Description of the task>
Where does the string "type" occur in the records below? Copy every line that holds it.

Data records>
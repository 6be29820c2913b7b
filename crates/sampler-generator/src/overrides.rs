//! Attribute-name overrides.
//!
//! Some attribute names carry conventional meaning whatever their declared
//! type (`version`, `hostname`, `md5`, ...). The synthesizer consults
//! [`FIELD_OVERRIDES`] in order before dispatching on the semantic type; the
//! first matching entry wins.

use crate::generators::DigestAlgorithm;

/// What to produce for an overridden attribute.
#[derive(Debug, Clone, Copy, PartialEq, Eq)]
pub enum OverrideRule {
    /// Fixed string value
    Constant(&'static str),
    /// Time-ordered unique identifier
    UniqueId,
    /// `word.tld`
    Domain,
    /// Capitalized single word
    Name,
    /// Two person names
    FullName,
    /// One of the known shells
    Shell,
    /// Offset in minutes from UTC
    Timezone,
    /// Hex digest of a sampled word
    Digest(DigestAlgorithm),
    /// Sampled words joined by spaces
    Words(usize),
    /// Never populated
    Omit,
}

/// One entry of the override table.
#[derive(Debug, Clone, Copy)]
pub struct FieldOverride {
    pub names: &'static [&'static str],
    pub rule: OverrideRule,
}

impl FieldOverride {
    pub fn matches(&self, field_name: &str) -> bool {
        self.names.contains(&field_name)
    }
}

/// Overrides in priority order.
pub const FIELD_OVERRIDES: &[FieldOverride] = &[
    FieldOverride {
        names: &["raw_data"],
        rule: OverrideRule::Omit,
    },
    FieldOverride {
        names: &["version"],
        rule: OverrideRule::Constant("1.0"),
    },
    FieldOverride {
        names: &["lang"],
        rule: OverrideRule::Constant("en"),
    },
    FieldOverride {
        names: &["uuid", "uid"],
        rule: OverrideRule::UniqueId,
    },
    FieldOverride {
        names: &["domain", "hostname"],
        rule: OverrideRule::Domain,
    },
    FieldOverride {
        names: &["name"],
        rule: OverrideRule::Name,
    },
    FieldOverride {
        names: &["full_name", "company_name", "owner"],
        rule: OverrideRule::FullName,
    },
    FieldOverride {
        names: &["shell"],
        rule: OverrideRule::Shell,
    },
    FieldOverride {
        names: &["timezone"],
        rule: OverrideRule::Timezone,
    },
    FieldOverride {
        names: &["md5"],
        rule: OverrideRule::Digest(DigestAlgorithm::Md5),
    },
    FieldOverride {
        names: &["sha1"],
        rule: OverrideRule::Digest(DigestAlgorithm::Sha1),
    },
    FieldOverride {
        names: &["sha256"],
        rule: OverrideRule::Digest(DigestAlgorithm::Sha256),
    },
    FieldOverride {
        names: &["unmapped"],
        rule: OverrideRule::Words(4),
    },
];

/// First override matching `field_name`.
pub fn lookup(field_name: &str) -> Option<OverrideRule> {
    FIELD_OVERRIDES
        .iter()
        .find(|entry| entry.matches(field_name))
        .map(|entry| entry.rule)
}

Exercise response>
//! type (`version`, `hostname`, `md5`, ...). The synthesizer consults
//! [`FIELD_OVERRIDES`] in order before dispatching on the semantic type; the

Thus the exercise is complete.